### Exercise prompt
Check each line of the data for "usize", and copy the ones that have it.

### Dataset content

use std::sync::OnceLock;

use crate::{ResponseObjectRef, ResponseValue};

/// Where a completed value is written.
#[derive(Debug)]
pub enum ResultTarget<'a> {
    /// Slot of a field in its parent object.
    ObjectField { object: ResponseObjectRef, slot: usize },
    /// Position in the list being completed.
    ListElement { list: &'a ListAccumulator, index: usize },
    Root(&'a RootSlot),
}

impl ResultTarget<'_> {
    pub(crate) fn write(self, value: ResponseValue) {
        match self {
            ResultTarget::ObjectField { object, slot } => object.write(slot, value),
            ResultTarget::ListElement { list, index } => list.set(index, value),
            ResultTarget::Root(root) => root.set(value),
        }
    }
}

/// Elements of a list, indexed by their position in the resolved value.
#[derive(Debug)]
pub struct ListAccumulator(Box<[OnceLock<ResponseValue>]>);

impl ListAccumulator {
    pub fn new(len: usize) -> Self {
        ListAccumulator((0..len).map(|_| OnceLock::new()).collect())
    }

    fn set(&self, index: usize, value: ResponseValue) {
        assert!(self.0[index].set(value).is_ok(), "list element {index} was completed twice");
    }

    pub fn into_values(self) -> Vec<ResponseValue> {
        self.0
            .into_vec()
            .into_iter()
            .map(|element| element.into_inner().unwrap_or(ResponseValue::Null))
            .collect()
    }
}

/// Destination of a value completed outside of any object.
#[derive(Debug, Default)]
pub struct RootSlot(OnceLock<ResponseValue>);

impl RootSlot {
    fn set(&self, value: ResponseValue) {
        assert!(self.0.set(value).is_ok(), "value was completed twice");
    }

    pub fn get(&self) -> Option<&ResponseValue> {
        self.0.get()
    }

    pub fn into_value(self) -> Option<ResponseValue> {
        self.0.into_inner()
    }
}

### Solution to the exercise
    ObjectField { object: ResponseObjectRef, slot: usize },
    ListElement { list: &'a ListAccumulator, index: usize },
    pub fn new(len: usize) -> Self {
    fn set(&self, index: usize, value: ResponseValue) {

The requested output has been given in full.